In lung transplant patients undergoing immunosuppression, more than one human cytomegalovirus (HCMV) genotype may emerge during follow-up, and this could be critical for the outcome of HCMV infection. Up to now, many cases of infection with multiple HCMV genotypes were probably overlooked due to the limitations of the current genotyping approaches. We have now analyzed mixed-genotype infections in 17 clinical samples from 9 lung transplant patients using the highly sensitive ultradeep-pyrosequencing (UDPS) technology.
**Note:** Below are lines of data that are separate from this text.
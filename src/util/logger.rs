//! Built-in logger, enabled by the "builtin_env_logger" Cargo feature (on by default). When
//! enabled, it is initialized by [`crate::heap::Heap::new`] and shows logs of level INFO or
//! lower. Embeddings that want to route logs through their own subscriber can disable the
//! feature and register their own `log` implementation instead.

/// Attempt to init an env_logger. Does nothing if "builtin_env_logger" is disabled.
pub(crate) fn try_init() {
    cfg_if::cfg_if! {
        if #[cfg(feature = "builtin_env_logger")] {
            let result = env_logger::try_init_from_env(
                env_logger::Env::default().filter_or(env_logger::DEFAULT_FILTER_ENV, "info"),
            );
            match result {
                Ok(()) => log::debug!("initialized the built-in logger"),
                Err(e) => log::debug!("failed to initialize the built-in logger: {e}"),
            }
        } else {
            log::debug!("built-in logger not enabled (\"builtin_env_logger\" feature is off)");
        }
    }
}
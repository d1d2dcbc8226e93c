//! End-to-end scenario: a region with only dead objects is reclaimed as immediate garbage
//! without ever entering the collection set.

use shenandoah_core::heap::region::{AllocKind, RegionState};
use shenandoah_core::heap::Heap;
use shenandoah_core::heuristics::{self, CsetContext, Heuristics};
use shenandoah_core::options::{HeuristicsKind, Options};

#[test]
fn region_with_no_surviving_objects_is_trashed_immediately_with_an_empty_cset() {
    let mut opts = Options::default();
    opts.region_size_bytes.set(1024 * 8);
    let heap = Heap::new(2, opts);
    let region_size_words = heap.region_size_words();

    heap.region(1).make_regular_alloc();
    heap.region(1).allocate(64, 1, AllocKind::MutatorShared).unwrap();
    heap.region(1).allocate(64, 1, AllocKind::MutatorShared).unwrap();
    heap.region(1).allocate(64, 1, AllocKind::MutatorShared).unwrap();
    // init-mark with nothing reachable: no mark bits set, no live data recorded.
    heap.marking().capture_top_at_mark_start(1, heap.region(1).top());

    let selection = heuristics::select_candidates(heap.regions(), region_size_words);
    assert_eq!(heap.region(1).state(), RegionState::Trash);
    assert_eq!(selection.immediate_garbage_words, 192);
    assert!(selection.candidates.is_empty());

    let heuristics = Heuristics::new(HeuristicsKind::Static);
    let ctx = CsetContext { region_size_words, evac_reserve_words: heap.evac_reserve_words() };
    let cset = heuristics.choose_cset(&selection, &ctx, heap.options());
    assert!(cset.is_empty(), "an all-garbage region needs no evacuation work");

    heap.recycle_trash(|| {});
    assert_eq!(heap.region(1).state(), RegionState::EmptyCommitted);
}
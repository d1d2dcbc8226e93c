//! C6: Heuristics — trigger policy (*should a cycle start now?*) and cset-selection policy
//! (*which regions go in it?*), pluggable as Static / Compact / Adaptive / Passive.
//!
//! Grounded on `plan::global::CommonPlan`'s trigger/selection split and the historical
//! Shenandoah-lineage heuristics classes visible in `examples/other_examples/`: a tagged
//! variant (design note: "avoid open-ended extension; the four policies are the contract")
//! driving a shared candidate-selection framework, with variant-specific trigger and
//! selector functions layered on top.

pub mod pacer;

use std::collections::VecDeque;

use crate::heap::region::{Region, RegionState};
use crate::options::{HeuristicsKind, Options};

const CYCLE_TIME_HISTORY_LEN: usize = 10;

/// A region with live data, not yet committed to a cset: carries the statistics the
/// variant-specific selectors need without re-touching the region.
#[derive(Debug, Clone, Copy)]
pub struct CsetCandidate {
    pub index: usize,
    pub garbage_words: usize,
    pub live_words: usize,
}

/// Output of the shared candidate-selection walk (§4.6 steps 1-2).
#[derive(Debug, Clone)]
pub struct CsetSelection {
    pub candidates: Vec<CsetCandidate>,
    pub immediate_garbage_words: usize,
    pub empty_free_words: usize,
    pub total_garbage_words: usize,
}

impl CsetSelection {
    pub fn immediate_fraction(&self) -> f64 {
        if self.total_garbage_words == 0 {
            0.0
        } else {
            self.immediate_garbage_words as f64 / self.total_garbage_words as f64
        }
    }

    pub fn actual_free_words(&self) -> usize {
        self.immediate_garbage_words + self.empty_free_words
    }
}

/// Walks every region once (§4.6 step 1): empty regions join the free tally; a
/// humongous-start or regular region with no live data is trashed immediately and counted as
/// immediate garbage; an already-trashed region's garbage also counts as immediate; a
/// regular region with live data becomes a cset candidate. Candidates are sorted by
/// descending garbage (step 2); ties keep the region-index order `sort_by` already gives a
/// stable sort, which is as good as any total order the source leaves unspecified.
pub fn select_candidates(regions: &[Region], region_size_words: usize) -> CsetSelection {
    let mut candidates = Vec::new();
    let mut immediate_garbage_words = 0usize;
    let mut empty_free_words = 0usize;
    // Continuations reached via a zero-live start's reclamation (§4.1) are accounted for
    // right there; mark them here so the outer walk below doesn't double-count them when it
    // reaches their own (by-then-Trash) index.
    let mut reclaimed_as_continuation = vec![false; regions.len()];

    for region in regions {
        if reclaimed_as_continuation[region.index] {
            continue;
        }
        match region.state() {
            RegionState::EmptyCommitted | RegionState::EmptyUncommitted => {
                empty_free_words += region_size_words;
            }
            RegionState::HumongousStart if region.live_data_words() == 0 => {
                immediate_garbage_words += region.used_words(1);
                region.make_trash();
                log::debug!("region {} trashed immediately (humongous, no live data)", region.index);
                for cont in regions {
                    if cont.state() == RegionState::HumongousContinuation
                        && cont.humongous_start_index() == Some(region.index)
                    {
                        immediate_garbage_words += cont.used_words(1);
                        cont.make_trash();
                        reclaimed_as_continuation[cont.index] = true;
                        log::debug!(
                            "region {} trashed alongside humongous start {}",
                            cont.index,
                            region.index
                        );
                    }
                }
            }
            RegionState::Regular if region.live_data_words() == 0 => {
                immediate_garbage_words += region.used_words(1);
                region.make_trash();
                log::debug!("region {} trashed immediately (no live data)", region.index);
            }
            RegionState::Trash => {
                immediate_garbage_words += region.garbage_words(1);
            }
            RegionState::Regular => {
                candidates.push(CsetCandidate {
                    index: region.index,
                    garbage_words: region.garbage_words(1),
                    live_words: region.live_data_words(),
                });
            }
            _ => {}
        }
    }

    candidates.sort_by_key(|b| std::cmp::Reverse(b.garbage_words));
    let total_garbage_words =
        immediate_garbage_words + candidates.iter().map(|c| c.garbage_words).sum::<usize>();

    CsetSelection {
        candidates,
        immediate_garbage_words,
        empty_free_words,
        total_garbage_words,
    }
}

/// Inputs the trigger policy needs, gathered by the caller from [`crate::heap::Heap`] and the
/// surrounding runtime (wall-clock and allocation-rate sampling are not this crate's
/// concern — see §6's collaborator contract).
pub struct TriggerContext {
    pub capacity_words: usize,
    pub available_words: usize,
    pub bytes_allocated_since_gc_start: u64,
    pub elapsed_since_last_cycle_ms: u64,
    pub allocation_rate_words_per_ms: f64,
}

/// Inputs the cset-selection policy needs beyond the shared [`CsetSelection`].
pub struct CsetContext {
    pub region_size_words: usize,
    pub evac_reserve_words: usize,
}

/// Tracks the failure-feedback state (`gc_time_penalty`, degenerated/successful streaks) and
/// the recent cycle-time history an Adaptive trigger needs, and dispatches trigger/selection
/// decisions to the configured [`HeuristicsKind`] variant.
pub struct Heuristics {
    kind: HeuristicsKind,
    degenerated_cycles_in_a_row: u32,
    successful_cycles_in_a_row: u32,
    gc_time_penalty: u8,
    cycle_times_ms: VecDeque<u64>,
    /// Result of the most recent post-GC "good progress" check (§7); starts `true` so a
    /// heuristics instance that never calls [`Heuristics::record_cycle_completion`] behaves
    /// exactly as before this check existed.
    last_cycle_made_good_progress: bool,
}

impl Heuristics {
    pub fn new(kind: HeuristicsKind) -> Self {
        Heuristics {
            kind,
            degenerated_cycles_in_a_row: 0,
            successful_cycles_in_a_row: 0,
            gc_time_penalty: 0,
            cycle_times_ms: VecDeque::with_capacity(CYCLE_TIME_HISTORY_LEN),
            last_cycle_made_good_progress: true,
        }
    }

    pub fn kind(&self) -> HeuristicsKind {
        self.kind
    }

    pub fn gc_time_penalty(&self) -> u8 {
        self.gc_time_penalty
    }

    pub fn degenerated_cycles_in_a_row(&self) -> u32 {
        self.degenerated_cycles_in_a_row
    }

    pub fn successful_cycles_in_a_row(&self) -> u32 {
        self.successful_cycles_in_a_row
    }

    pub fn average_cycle_time_ms(&self) -> Option<u64> {
        if self.cycle_times_ms.is_empty() {
            None
        } else {
            Some(self.cycle_times_ms.iter().sum::<u64>() / self.cycle_times_ms.len() as u64)
        }
    }

    /// A successful concurrent cycle: resets the degenerated streak, decays the time
    /// penalty by 1 (floor 0), and folds the cycle's wall-clock time into the truncated
    /// moving history an Adaptive trigger consults.
    pub fn record_successful_cycle(&mut self, cycle_time_ms: u64) {
        self.degenerated_cycles_in_a_row = 0;
        self.successful_cycles_in_a_row += 1;
        self.gc_time_penalty = self.gc_time_penalty.saturating_sub(1);
        if self.cycle_times_ms.len() == CYCLE_TIME_HISTORY_LEN {
            self.cycle_times_ms.pop_front();
        }
        self.cycle_times_ms.push_back(cycle_time_ms);
        log::info!(
            "cycle completed in {cycle_time_ms}ms, gc_time_penalty now {}",
            self.gc_time_penalty
        );
    }

    /// A degenerated (or full) GC: resets the successful streak and bumps the penalty by 10
    /// for the first one in a run, +1 for each additional consecutive one, capped at 100.
    pub fn record_degenerated_cycle(&mut self) {
        self.successful_cycles_in_a_row = 0;
        let bump = if self.degenerated_cycles_in_a_row == 0 { 10 } else { 1 };
        self.degenerated_cycles_in_a_row += 1;
        self.gc_time_penalty = self.gc_time_penalty.saturating_add(bump).min(100);
        log::warn!(
            "degenerated cycle #{} in a row, gc_time_penalty now {}",
            self.degenerated_cycles_in_a_row,
            self.gc_time_penalty
        );
    }

    /// Post-GC "good progress" check (§7): a cycle made good progress if at least
    /// `critical_free_threshold_percent` of capacity is free once it finishes. Records the
    /// outcome alongside the existing degenerated/successful accounting, so a cycle that
    /// failed to free enough memory escalates straight to full GC even on the very first
    /// degenerated cycle, ahead of the `full_gc_threshold` streak counter.
    pub fn record_cycle_completion(
        &mut self,
        degenerated: bool,
        cycle_time_ms: u64,
        available_words: usize,
        capacity_words: usize,
        options: &Options,
    ) {
        self.last_cycle_made_good_progress =
            made_good_progress(available_words, capacity_words, options);
        if !self.last_cycle_made_good_progress {
            log::warn!(
                "cycle did not make good progress: {available_words}/{capacity_words} words free, \
                 critical threshold is {}%",
                *options.critical_free_threshold_percent
            );
        }
        if degenerated {
            self.record_degenerated_cycle();
        } else {
            self.record_successful_cycle(cycle_time_ms);
        }
    }

    pub fn should_promote_to_full_gc(&self, full_gc_threshold: usize) -> bool {
        !self.last_cycle_made_good_progress
            || self.degenerated_cycles_in_a_row as usize >= full_gc_threshold
    }

    /// Should a cycle start now? The guaranteed-interval ceiling (§6) applies ahead of every
    /// variant except Passive, whose whole point is to trigger only on allocation failure.
    pub fn should_start_gc(&self, ctx: &TriggerContext, options: &Options) -> bool {
        if !matches!(self.kind, HeuristicsKind::Passive)
            && *options.guaranteed_gc_interval_ms > 0
            && ctx.elapsed_since_last_cycle_ms >= *options.guaranteed_gc_interval_ms
        {
            return true;
        }
        match self.kind {
            HeuristicsKind::Static => static_trigger(ctx, options),
            HeuristicsKind::Compact => {
                static_trigger(ctx, options) || compact_allocation_trigger(ctx, options)
            }
            HeuristicsKind::Adaptive => self.adaptive_trigger(ctx),
            HeuristicsKind::Passive => false,
        }
    }

    fn adaptive_trigger(&self, ctx: &TriggerContext) -> bool {
        if ctx.allocation_rate_words_per_ms <= 0.0 {
            return false;
        }
        let avg_cycle_time_ms = self.average_cycle_time_ms().unwrap_or(0) as f64;
        let time_to_exhaustion_ms = ctx.available_words as f64 / ctx.allocation_rate_words_per_ms;
        time_to_exhaustion_ms <= avg_cycle_time_ms
    }

    /// Applies the shared candidate-selection framework (§4.6 steps 3-4) then dispatches to
    /// the variant-specific selector on the sorted candidates.
    pub fn choose_cset(
        &self,
        selection: &CsetSelection,
        ctx: &CsetContext,
        options: &Options,
    ) -> Vec<usize> {
        if selection.immediate_fraction() > *options.immediate_threshold_percent / 100.0 {
            log::debug!(
                "immediate garbage fraction {:.2} exceeds threshold; skipping cset selection",
                selection.immediate_fraction()
            );
            return Vec::new();
        }
        match self.kind {
            HeuristicsKind::Static => select_static(&selection.candidates, ctx, options),
            HeuristicsKind::Compact => select_compact(selection, ctx, options),
            HeuristicsKind::Adaptive => select_adaptive(&selection.candidates, ctx, options),
            HeuristicsKind::Passive => select_passive(&selection.candidates, ctx, options),
        }
    }
}

fn garbage_floor_words(ctx: &CsetContext, options: &Options) -> f64 {
    ctx.region_size_words as f64 * *options.garbage_threshold_percent / 100.0
}

/// Post-GC "good progress" check (§7): `available >= capacity * critical_free_threshold%`.
pub fn made_good_progress(available_words: usize, capacity_words: usize, options: &Options) -> bool {
    available_words as f64 >= capacity_words as f64 * *options.critical_free_threshold_percent / 100.0
}

/// Static: trigger when `available < capacity * min_free_threshold%`.
fn static_trigger(ctx: &TriggerContext, options: &Options) -> bool {
    (ctx.available_words as f64) < (ctx.capacity_words as f64) * *options.min_free_threshold_percent / 100.0
}

/// Compact's extra trigger: `bytes_allocated > capacity * allocation_threshold%`.
fn compact_allocation_trigger(ctx: &TriggerContext, options: &Options) -> bool {
    (ctx.bytes_allocated_since_gc_start as f64)
        > (ctx.capacity_words as f64) * *options.allocation_threshold_percent / 100.0
}

/// Static's cset: every candidate above the per-region garbage minimum, full stop.
fn select_static(candidates: &[CsetCandidate], ctx: &CsetContext, options: &Options) -> Vec<usize> {
    let floor = garbage_floor_words(ctx, options);
    candidates
        .iter()
        .filter(|c| c.garbage_words as f64 > floor)
        .map(|c| c.index)
        .collect()
}

/// Compact: Static's filter, capped at 3/4 of `actual_free` (words).
fn select_compact(selection: &CsetSelection, ctx: &CsetContext, options: &Options) -> Vec<usize> {
    let floor = garbage_floor_words(ctx, options);
    let budget = (selection.actual_free_words() as f64 * 0.75) as usize;
    let mut chosen = Vec::new();
    let mut used = 0usize;
    for c in &selection.candidates {
        if (c.garbage_words as f64) <= floor {
            continue;
        }
        if used + c.garbage_words > budget {
            break;
        }
        used += c.garbage_words;
        chosen.push(c.index);
    }
    chosen
}

/// Adaptive: greedy by descending garbage (candidates arrive pre-sorted) until the
/// evacuation reserve's live-word budget is hit — the cost of a cset region is the live data
/// that must be copied out of it, not its garbage.
fn select_adaptive(candidates: &[CsetCandidate], ctx: &CsetContext, options: &Options) -> Vec<usize> {
    let floor = garbage_floor_words(ctx, options);
    let mut chosen = Vec::new();
    let mut live_budget_used = 0usize;
    for c in candidates {
        if (c.garbage_words as f64) <= floor {
            continue;
        }
        if live_budget_used + c.live_words > ctx.evac_reserve_words {
            continue;
        }
        live_budget_used += c.live_words;
        chosen.push(c.index);
    }
    chosen
}

/// Passive never triggers concurrently; when a cycle does run (allocation failure) its cset
/// must free at least the evacuation reserve, scaled by the evac-waste multiplier.
fn select_passive(candidates: &[CsetCandidate], ctx: &CsetContext, options: &Options) -> Vec<usize> {
    let floor = garbage_floor_words(ctx, options);
    let target = ctx.evac_reserve_words as f64 * *options.evac_waste;
    let mut chosen = Vec::new();
    let mut garbage_freed = 0.0;
    for c in candidates {
        if garbage_freed >= target {
            break;
        }
        if (c.garbage_words as f64) <= floor {
            continue;
        }
        garbage_freed += c.garbage_words as f64;
        chosen.push(c.index);
    }
    chosen
}
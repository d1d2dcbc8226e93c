//! The global GC state byte: a single byte with bit flags, read by every barrier.
//! A zero byte means barriers are pass-through. Publication is release-store; mutator
//! observation is acquire when it matters.

use std::sync::atomic::{AtomicU8, Ordering};

pub const HAS_FORWARDED: u8 = 1 << 0;
pub const MARKING: u8 = 1 << 1;
pub const EVACUATION: u8 = 1 << 2;
pub const UPDATEREFS: u8 = 1 << 3;
pub const WEAK_ROOTS: u8 = 1 << 4;

pub struct GcStateWord(AtomicU8);

impl GcStateWord {
    pub fn new() -> Self {
        GcStateWord(AtomicU8::new(0))
    }

    #[inline]
    pub fn raw(&self) -> u8 {
        self.0.load(Ordering::Acquire)
    }

    #[inline]
    pub fn has(&self, bit: u8) -> bool {
        self.raw() & bit != 0
    }

    /// Fast path used by every barrier: when the whole byte is zero, no bit can be set, so
    /// no slow path is required at all.
    #[inline]
    pub fn is_pass_through(&self) -> bool {
        self.raw() == 0
    }

    pub fn set(&self, bit: u8) {
        self.0.fetch_or(bit, Ordering::AcqRel);
    }

    pub fn clear(&self, bit: u8) {
        self.0.fetch_and(!bit, Ordering::AcqRel);
    }
}

impl Default for GcStateWord {
    fn default() -> Self {
        Self::new()
    }
}
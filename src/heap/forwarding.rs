//! C2: ForwardingSlot — one machine-word header slot per object, overloaded via a low-bit
//! "marked" tag. Racing installs resolve by CAS.
//!
//! Grounded on the `util::object_forwarding::{ForwardingAttempt, WonForwardingAttempt,
//! LostForwardingAttempt}`: a won/lost split so the winner's and loser's obligations (actually
//! copy the object vs. spin and adopt the winner's pointer) are distinct types rather than a
//! single boolean. We don't have a real VM object model to copy through, so the table below
//! owns the header word directly instead of delegating to `VM::VMObjectModel`.

use std::sync::atomic::{AtomicUsize, Ordering};

use crate::error::fatal;
use crate::util::address::{Address, ObjectReference};

const FORWARDED_TAG: usize = 1;

/// Per-object forwarding table. One [`AtomicUsize`] slot per object, indexed by the word
/// index of the object's address. In the real collaborator contract this slot
/// lives inside the object's own header; here it is a side table because this crate does
/// not own real object memory.
pub struct ForwardingTable {
    slots: Vec<AtomicUsize>,
    base_word_index: usize,
}

impl ForwardingTable {
    pub fn new(base: Address, num_words: usize) -> Self {
        ForwardingTable {
            slots: (0..num_words).map(|_| AtomicUsize::new(0)).collect(),
            base_word_index: base.word_index(),
        }
    }

    #[inline]
    fn slot(&self, obj: ObjectReference) -> &AtomicUsize {
        let idx = obj.to_address().word_index() - self.base_word_index;
        &self.slots[idx]
    }

    #[inline]
    pub fn is_forwarded(&self, obj: ObjectReference) -> bool {
        self.slot(obj).load(Ordering::Acquire) & FORWARDED_TAG != 0
    }

    /// CAS `header: normal -> tag|candidate`. On success returns `candidate`; on failure
    /// decodes the now-installed pointer from the loser's winning store and returns it.
    /// Acquire on read, release on successful CAS.
    pub fn try_install(&self, obj: ObjectReference, candidate: ObjectReference) -> ObjectReference {
        let slot = self.slot(obj);
        let tagged = candidate.to_address().as_usize() | FORWARDED_TAG;
        let current = slot.load(Ordering::Acquire);
        if current & FORWARDED_TAG != 0 {
            return decode(current);
        }
        match slot.compare_exchange(current, tagged, Ordering::Release, Ordering::Acquire) {
            Ok(_) => candidate,
            Err(actual) => {
                debug_assert!(
                    actual & FORWARDED_TAG != 0,
                    "lost a forwarding CAS to a non-forwarded value"
                );
                decode(actual)
            }
        }
    }

    /// Unchecked resolution: if forwarded, decode and return; else return `obj`. Tolerates a
    /// tagged-but-null slot (produced by inspection tooling racing a reverted forward) and
    /// returns `obj` in that case rather than asserting — see "Unchecked forwardee
    /// resolution".
    #[inline]
    pub fn get_unchecked(&self, obj: ObjectReference) -> ObjectReference {
        let raw = self.slot(obj).load(Ordering::Acquire);
        if raw & FORWARDED_TAG == 0 {
            return obj;
        }
        let untagged = raw & !FORWARDED_TAG;
        if untagged == 0 {
            return obj;
        }
        decode(raw)
    }

    /// Mutator-path resolution: if forwarded, decode and return; else return `obj`. Asserts
    /// the installed pointer is non-null — no inspector races a mutator during concurrent
    /// evacuation, so a tagged-but-null slot here is a bug, not a benign race.
    #[inline]
    pub fn get(&self, obj: ObjectReference) -> ObjectReference {
        let raw = self.slot(obj).load(Ordering::Acquire);
        if raw & FORWARDED_TAG == 0 {
            return obj;
        }
        let untagged = raw & !FORWARDED_TAG;
        debug_assert!(untagged != 0, "mutator observed a tagged-but-null forwarding slot");
        decode(raw)
    }

    /// Checks the idempotence law `get(get(obj)) == get(obj)`, and that the result
    /// performs no further allocation (trivially true here — `get` never allocates).
    /// Intended for use by evacuation code asserting the no-chaining invariant; panics via
    /// [`fatal::forwarding_chain`] if it is violated.
    pub fn assert_no_chain(&self, obj: ObjectReference) {
        let once = self.get(obj);
        let twice = self.get(once);
        if once != twice {
            fatal::forwarding_chain(obj, once, twice);
        }
    }

    pub fn reset(&self, obj: ObjectReference) {
        self.slot(obj).store(0, Ordering::Release);
    }
}

#[inline]
fn decode(tagged: usize) -> ObjectReference {
    ObjectReference::from_address(Address::from_usize(tagged & !FORWARDED_TAG))
}
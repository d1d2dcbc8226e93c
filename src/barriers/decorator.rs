//! Reference decorators and the per-load context flags the load-reference barrier and the
//! keep-alive hook need. Grounded on `vm::edge_shape`/the decorator constants mmtk's
//! `util::options` plumbing threads through its `*_EDGE` slot kinds, collapsed here to the
//! three kinds the spec actually distinguishes.

/// Strength of the reference a load is resolving. Phantom and weak decorators can observe
/// `null` out of a load that a strong decorator never would (see
/// [`super::engine::BarrierEngine::load_reference`]'s concurrent-weak-roots step).
#[derive(Debug, Clone, Copy, PartialEq, Eq)]
pub enum ReferenceDecorator {
    Strong,
    Weak,
    Phantom,
}

impl ReferenceDecorator {
    #[inline]
    pub fn is_weak(self) -> bool {
        matches!(self, ReferenceDecorator::Weak)
    }

    #[inline]
    pub fn is_phantom(self) -> bool {
        matches!(self, ReferenceDecorator::Phantom)
    }
}

/// Per-call context a load site supplies to the load-reference barrier: which decorator is
/// loading, and whether this is a `no-keep-alive` peek (a read that must not itself extend
/// the object's lifetime, e.g. a reference-queue poll inspecting a dead referent).
#[derive(Debug, Clone, Copy)]
pub struct LoadContext {
    pub decorator: ReferenceDecorator,
    pub no_keep_alive: bool,
}

impl LoadContext {
    pub const fn strong() -> Self {
        LoadContext {
            decorator: ReferenceDecorator::Strong,
            no_keep_alive: false,
        }
    }

    pub const fn weak() -> Self {
        LoadContext {
            decorator: ReferenceDecorator::Weak,
            no_keep_alive: false,
        }
    }

    pub const fn phantom() -> Self {
        LoadContext {
            decorator: ReferenceDecorator::Phantom,
            no_keep_alive: false,
        }
    }

    pub const fn no_keep_alive(mut self) -> Self {
        self.no_keep_alive = true;
        self
    }
}
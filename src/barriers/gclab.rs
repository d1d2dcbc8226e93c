//! Per-thread GCLAB: an elastic bump buffer the mutator-thread evacuation path copies into,
//! backed by the shared collector partition via [`crate::heap::Heap::allocate`]. Grounded on
//! the `util::alloc::allocators::AllocatorSelector`/bump-pointer-with-slow-path-refill shape
//! used throughout `util::alloc`, specialized to the one elastic knob this crate's GCLAB
//! needs: "downsize to fit the region" (§4.4's LAB rule) rather than a full allocator
//! hierarchy.

use crate::heap::region::AllocKind;
use crate::heap::Heap;
use crate::util::address::Address;

/// Words requested for a fresh GCLAB segment when the current one can't satisfy a bump. The
/// request is itself elastic (§4.4): the free-set may hand back fewer words than this, down
/// to the triggering allocation's own size.
const DESIRED_GCLAB_WORDS: usize = 4096;

pub struct Gclab {
    top: usize,
    limit: usize,
    last_alloc: Option<(usize, usize)>,
}

impl Gclab {
    pub fn new() -> Self {
        Gclab {
            top: 0,
            limit: 0,
            last_alloc: None,
        }
    }

    fn try_bump(&mut self, words: usize) -> Option<Address> {
        if self.top + words > self.limit {
            return None;
        }
        let addr = Address::from_usize(self.top);
        self.last_alloc = Some((self.top, words));
        self.top += words;
        Some(addr)
    }

    /// Bumps `words` out of the current segment; on a miss, refills from the heap's
    /// collector partition (asking for [`DESIRED_GCLAB_WORDS`], accepting anything down to
    /// `words`) and retries once. Returns `None` only when the heap itself has nothing left
    /// to give — the evacuation OOM protocol takes over from there.
    pub fn allocate(&mut self, heap: &Heap, words: usize) -> Option<Address> {
        if let Some(addr) = self.try_bump(words) {
            return Some(addr);
        }
        match heap.allocate_actual(AllocKind::CollectorGclab, words, DESIRED_GCLAB_WORDS.max(words)) {
            Ok((segment_start, granted_words)) => {
                self.top = segment_start.as_usize();
                self.limit = segment_start.as_usize() + granted_words;
                self.try_bump(words)
            }
            Err(_) => None,
        }
    }

    /// Cancels the most recent allocation if it is still the lab's bump frontier (the common
    /// case for a losing evacuation race, which unrolls immediately after losing); a
    /// different allocation has already been taken since, the space is simply wasted per
    /// §4.7's OOM/race protocol.
    pub fn unroll_last(&mut self, addr: Address, words: usize) -> bool {
        if self.last_alloc == Some((addr.as_usize(), words)) && self.top == addr.as_usize() + words {
            self.top = addr.as_usize();
            self.last_alloc = None;
            true
        } else {
            false
        }
    }
}

impl Default for Gclab {
    fn default() -> Self {
        Self::new()
    }
}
UDPS genotyping was performed at three variable HCMV genes, coding for glycoprotein N (gN), glycoprotein O (gO), and UL139. Simultaneous analysis of a mean of 10,430 sequence reads per amplicon allowed the relative amounts of distinct genotypes in the samples to be determined down to 0.1% to 1% abundance. Complex mixtures of up to six different HCMV genotypes per sample were observed. In all samples, no more than two major genotypes accounted for at least 88% of the HCMV DNA load, and these were often accompanied by up to four low-abundance genotypes at frequencies of 0.1% to 8.6%. No evidence for the emergence of new genotypes or sequence changes over time was observed. However, analysis of different samples withdrawn from the same patients at different time points revealed that the relative levels of replication of the individual HCMV genotypes changed within a mixed-genotype population upon reemergence of the virus. Our data show for the first time that, similar to what has been hypothesized for the murine model, HCMV reactivation in humans seems to occur stochastically.